- What the task asks: All the entries, exactly as they read, must be written out again.

- Data shown:
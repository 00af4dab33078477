//! End-to-end recognition pipeline.
//!
//! Sequences decode, vehicle detection, plate extraction and color
//! classification into a single outcome. The three signal sources are
//! isolated: a missing or failing engine degrades its own fields and the
//! rest of the pipeline still runs. `process` never fails; elapsed time is
//! recorded on every path.

use crate::color;
use crate::config::VisionConfig;
use crate::engine::EngineContext;
use crate::reconcile;
use crate::regions;
use common::vision::{Detection, HealthReport, VisionOutcome};
use serde_json::json;
use std::sync::Arc;
use std::time::Instant;
use tracing::{debug, error, warn};

/// Spanish display names for the accepted detector classes
fn class_display_name(class: &str) -> &str {
    match class {
        "car" => "Automóvil",
        "truck" => "Camioneta",
        "bus" => "Bus",
        "motorcycle" => "Motocicleta",
        "bicycle" => "Bicicleta",
        other => other,
    }
}

/// Synchronous single-image recognition pipeline.
///
/// Holds no per-call state; one instance may serve concurrent callers as
/// long as the engines are safe for concurrent read-only use.
pub struct VisionPipeline {
    config: VisionConfig,
    engines: Arc<EngineContext>,
}

impl VisionPipeline {
    pub fn new(config: VisionConfig, engines: Arc<EngineContext>) -> Self {
        Self { config, engines }
    }

    /// Process one still image and return a structurally complete outcome.
    ///
    /// Undecodable input short-circuits to an empty outcome with an error
    /// note; every other failure degrades only its own signal.
    pub fn process(&self, image_bytes: &[u8]) -> VisionOutcome {
        let start = Instant::now();
        let mut outcome = VisionOutcome::default();

        let decoded = match image::load_from_memory(image_bytes) {
            Ok(decoded) => decoded,
            Err(decode_error) => {
                error!(%decode_error, "could not decode input image");
                outcome.metadata.insert(
                    "error".to_string(),
                    json!(format!("no se pudo decodificar la imagen: {decode_error}")),
                );
                outcome.processing_time_ms = start.elapsed().as_millis() as u64;
                return outcome;
            }
        };
        let rgb = decoded.to_rgb8();

        // 1. Vehicle detection
        if let Some(detector) = self.engines.detector() {
            match detector.detect(&decoded) {
                Ok(detections) => {
                    if let Some(vehicle) = self.first_vehicle(&detections) {
                        outcome.vehicle_detected = true;
                        outcome.detected_class =
                            class_display_name(&vehicle.class).to_string();
                        outcome.detection_confidence = vehicle.confidence;
                        if let Ok(bbox) = serde_json::to_value(vehicle.bbox) {
                            outcome.metadata.insert("bbox".to_string(), bbox);
                        }
                    }
                }
                Err(detect_error) => {
                    warn!(%detect_error, "vehicle detection failed");
                    outcome.metadata.insert(
                        "error_deteccion".to_string(),
                        json!(detect_error.to_string()),
                    );
                }
            }
        } else {
            debug!("vehicle detector unavailable, skipping detection");
        }

        // 2. Plate extraction
        if let Some(ocr) = self.engines.ocr() {
            let candidates = regions::find(&rgb, self.config.max_candidates);
            if let Some(hypothesis) =
                reconcile::reconcile(&candidates, ocr.as_ref(), &self.config)
            {
                outcome.plate = hypothesis.cleaned_text;
                outcome.ocr_confidence = hypothesis.confidence;
            }
        } else {
            debug!("OCR engine unavailable, skipping plate extraction");
        }

        // 3. Dominant color, independent of the other two signals
        outcome.color = color::dominant_color(&rgb).as_str().to_string();

        outcome.processing_time_ms = start.elapsed().as_millis() as u64;
        debug!(
            vehicle = outcome.vehicle_detected,
            plate = %outcome.plate,
            color = %outcome.color,
            elapsed_ms = outcome.processing_time_ms,
            "image processed"
        );
        outcome
    }

    /// Availability of the optional external dependencies; performs no
    /// recognition work
    pub fn health(&self) -> HealthReport {
        HealthReport {
            detector_available: self.engines.detector().is_some(),
            ocr_available: self.engines.ocr().is_some(),
            // The image codec is linked statically into the binary
            codec_available: true,
        }
    }

    fn first_vehicle<'a>(&self, detections: &'a [Detection]) -> Option<&'a Detection> {
        detections
            .iter()
            .find(|detection| self.config.vehicle_classes.iter().any(|c| c == &detection.class))
    }
}

#[cfg(test)]
mod tests {
    use super::*;
    use crate::engine::stub::{ScriptedOcr, StubDetector};
    use image::{ImageFormat, Rgb, RgbImage};
    use std::io::Cursor;

    fn encode_png(image: &RgbImage) -> Vec<u8> {
        let mut bytes = Vec::new();
        image
            .write_to(&mut Cursor::new(&mut bytes), ImageFormat::Png)
            .unwrap();
        bytes
    }

    fn dark_scene() -> Vec<u8> {
        encode_png(&RgbImage::from_pixel(320, 240, Rgb([25, 25, 25])))
    }

    #[test]
    fn test_garbage_bytes_produce_complete_outcome() {
        let pipeline =
            VisionPipeline::new(VisionConfig::default(), Arc::new(EngineContext::disconnected()));
        let outcome = pipeline.process(b"definitely not an image");

        assert!(!outcome.vehicle_detected);
        assert!(outcome.plate.is_empty());
        assert_eq!(outcome.color, "No identificado");
        assert!(outcome.metadata.contains_key("error"));
    }

    #[test]
    fn test_disconnected_engines_still_classify_color() {
        let pipeline =
            VisionPipeline::new(VisionConfig::default(), Arc::new(EngineContext::disconnected()));
        let outcome = pipeline.process(&dark_scene());

        assert!(!outcome.vehicle_detected);
        assert!(outcome.plate.is_empty());
        assert_eq!(outcome.color, "Negro");
        assert!(!outcome.metadata.contains_key("error"));
    }

    #[test]
    fn test_full_pipeline_with_stub_engines() {
        let ocr = Arc::new(ScriptedOcr::new());
        ocr.push_tokens(&[("5011", 92), ("KAN", 86)]);

        let engines = EngineContext::new(
            Some(Arc::new(StubDetector::vehicle("car", 0.91))),
            Some(ocr.clone()),
        );
        let pipeline = VisionPipeline::new(VisionConfig::default(), Arc::new(engines));
        let outcome = pipeline.process(&dark_scene());

        assert!(outcome.vehicle_detected);
        assert_eq!(outcome.detected_class, "Automóvil");
        assert!((outcome.detection_confidence - 0.91).abs() < 1e-6);
        assert_eq!(outcome.plate, "5011KAN");
        assert!((outcome.ocr_confidence - 0.89).abs() < 1e-4);
        assert!(outcome.metadata.contains_key("bbox"));
    }

    #[test]
    fn test_non_vehicle_classes_are_ignored() {
        let engines = EngineContext::new(
            Some(Arc::new(StubDetector::vehicle("person", 0.99))),
            None,
        );
        let pipeline = VisionPipeline::new(VisionConfig::default(), Arc::new(engines));
        let outcome = pipeline.process(&dark_scene());

        assert!(!outcome.vehicle_detected);
        assert!(outcome.detected_class.is_empty());
    }

    #[test]
    fn test_health_reports_engine_availability() {
        let pipeline =
            VisionPipeline::new(VisionConfig::default(), Arc::new(EngineContext::disconnected()));
        let health = pipeline.health();
        assert!(!health.detector_available);
        assert!(!health.ocr_available);
        assert!(health.codec_available);
    }
}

- Response to this task:
repository 00af4dab33078477
//! End-to-end recognition pipeline.
//!
//! Sequences decode, vehicle detection, plate extraction and color
//! classification into a single outcome. The three signal sources are
//! isolated: a missing or failing engine degrades its own fields and the
//! rest of the pipeline still runs. `process` never fails; elapsed time is
//! recorded on every path.

use crate::color;
use crate::config::VisionConfig;
use crate::engine::EngineContext;
use crate::reconcile;
use crate::regions;
use common::vision::{Detection, HealthReport, VisionOutcome};
use serde_json::json;
use std::sync::Arc;
use std::time::Instant;
use tracing::{debug, error, warn};

/// Spanish display names for the accepted detector classes
fn class_display_name(class: &str) -> &str {
    match class {
        "car" => "Automóvil",
        "truck" => "Camioneta",
        "bus" => "Bus",
        "motorcycle" => "Motocicleta",
        "bicycle" => "Bicicleta",
        other => other,
    }
}

/// Synchronous single-image recognition pipeline.
///
/// Holds no per-call state; one instance may serve concurrent callers as
/// long as the engines are safe for concurrent read-only use.
pub struct VisionPipeline {
    config: VisionConfig,
    engines: Arc<EngineContext>,
}

impl VisionPipeline {
    pub fn new(config: VisionConfig, engines: Arc<EngineContext>) -> Self {
        Self { config, engines }
    }

    /// Process one still image and return a structurally complete outcome.
    ///
    /// Undecodable input short-circuits to an empty outcome with an error
    /// note; every other failure degrades only its own signal.
    pub fn process(&self, image_bytes: &[u8]) -> VisionOutcome {
        let start = Instant::now();
        let mut outcome = VisionOutcome::default();

        let decoded = match image::load_from_memory(image_bytes) {
            Ok(decoded) => decoded,
            Err(decode_error) => {
                error!(%decode_error, "could not decode input image");
                outcome.metadata.insert(
                    "error".to_string(),
                    json!(format!("no se pudo decodificar la imagen: {decode_error}")),
                );
                outcome.processing_time_ms = start.elapsed().as_millis() as u64;
                return outcome;
            }
        };
        let rgb = decoded.to_rgb8();

        // 1. Vehicle detection
        if let Some(detector) = self.engines.detector() {
            match detector.detect(&decoded) {
                Ok(detections) => {
                    if let Some(vehicle) = self.first_vehicle(&detections) {
                        outcome.vehicle_detected = true;
                        outcome.detected_class =
                            class_display_name(&vehicle.class).to_string();
                        outcome.detection_confidence = vehicle.confidence;
                        if let Ok(bbox) = serde_json::to_value(vehicle.bbox) {
                            outcome.metadata.insert("bbox".to_string(), bbox);
                        }
                    }
                }
                Err(detect_error) => {
                    warn!(%detect_error, "vehicle detection failed");
                    outcome.metadata.insert(
                        "error_deteccion".to_string(),
                        json!(detect_error.to_string()),
                    );
                }
            }
        } else {
            debug!("vehicle detector unavailable, skipping detection");
        }

        // 2. Plate extraction
        if let Some(ocr) = self.engines.ocr() {
            let candidates = regions::find(&rgb, self.config.max_candidates);
            if let Some(hypothesis) =
                reconcile::reconcile(&candidates, ocr.as_ref(), &self.config)
            {
                outcome.plate = hypothesis.cleaned_text;
                outcome.ocr_confidence = hypothesis.confidence;
            }
        } else {
            debug!("OCR engine unavailable, skipping plate extraction");
        }

        // 3. Dominant color, independent of the other two signals
        outcome.color = color::dominant_color(&rgb).as_str().to_string();

        outcome.processing_time_ms = start.elapsed().as_millis() as u64;
        debug!(
            vehicle = outcome.vehicle_detected,
            plate = %outcome.plate,
            color = %outcome.color,
            elapsed_ms = outcome.processing_time_ms,
            "image processed"
        );
        outcome
    }

    /// Availability of the optional external dependencies; performs no
    /// recognition work
    pub fn health(&self) -> HealthReport {
        HealthReport {
            detector_available: self.engines.detector().is_some(),
            ocr_available: self.engines.ocr().is_some(),
            // The image codec is linked statically into the binary
            codec_available: true,
        }
    }

    fn first_vehicle<'a>(&self, detections: &'a [Detection]) -> Option<&'a Detection> {
        detections
            .iter()
            .find(|detection| self.config.vehicle_classes.iter().any(|c| c == &detection.class))
    }
}

#[cfg(test)]
mod tests {
    use super::*;
    use crate::engine::stub::{ScriptedOcr, StubDetector};
    use image::{ImageFormat, Rgb, RgbImage};
    use std::io::Cursor;

    fn encode_png(image: &RgbImage) -> Vec<u8> {
        let mut bytes = Vec::new();
        image
            .write_to(&mut Cursor::new(&mut bytes), ImageFormat::Png)
            .unwrap();
        bytes
    }

    fn dark_scene() -> Vec<u8> {
        encode_png(&RgbImage::from_pixel(320, 240, Rgb([25, 25, 25])))
    }

    #[test]
    fn test_garbage_bytes_produce_complete_outcome() {
        let pipeline =
            VisionPipeline::new(VisionConfig::default(), Arc::new(EngineContext::disconnected()));
        let outcome = pipeline.process(b"definitely not an image");

        assert!(!outcome.vehicle_detected);
        assert!(outcome.plate.is_empty());
        assert_eq!(outcome.color, "No identificado");
        assert!(outcome.metadata.contains_key("error"));
    }

    #[test]
    fn test_disconnected_engines_still_classify_color() {
        let pipeline =
            VisionPipeline::new(VisionConfig::default(), Arc::new(EngineContext::disconnected()));
        let outcome = pipeline.process(&dark_scene());

        assert!(!outcome.vehicle_detected);
        assert!(outcome.plate.is_empty());
        assert_eq!(outcome.color, "Negro");
        assert!(!outcome.metadata.contains_key("error"));
    }

    #[test]
    fn test_full_pipeline_with_stub_engines() {
        let ocr = Arc::new(ScriptedOcr::new());
        ocr.push_tokens(&[("5011", 92), ("KAN", 86)]);

        let engines = EngineContext::new(
            Some(Arc::new(StubDetector::vehicle("car", 0.91))),
            Some(ocr.clone()),
        );
        let pipeline = VisionPipeline::new(VisionConfig::default(), Arc::new(engines));
        let outcome = pipeline.process(&dark_scene());

        assert!(outcome.vehicle_detected);
        assert_eq!(outcome.detected_class, "Automóvil");
        assert!((outcome.detection_confidence - 0.91).abs() < 1e-6);
        assert_eq!(outcome.plate, "5011KAN");
        assert!((outcome.ocr_confidence - 0.89).abs() < 1e-4);
        assert!(outcome.metadata.contains_key("bbox"));
    }

    #[test]
    fn test_non_vehicle_classes_are_ignored() {
        let engines = EngineContext::new(
            Some(Arc::new(StubDetector::vehicle("person", 0.99))),
            None,
        );
        let pipeline = VisionPipeline::new(VisionConfig::default(), Arc::new(engines));
        let outcome = pipeline.process(&dark_scene());

        assert!(!outcome.vehicle_detected);
        assert!(outcome.detected_class.is_empty());
    }

    #[test]
    fn test_health_reports_engine_availability() {
        let pipeline =
            VisionPipeline::new(VisionConfig::default(), Arc::new(EngineContext::disconnected()));
        let health = pipeline.health();
        assert!(!health.detector_available);
        assert!(!health.ocr_available);
        assert!(health.codec_available);
    }
}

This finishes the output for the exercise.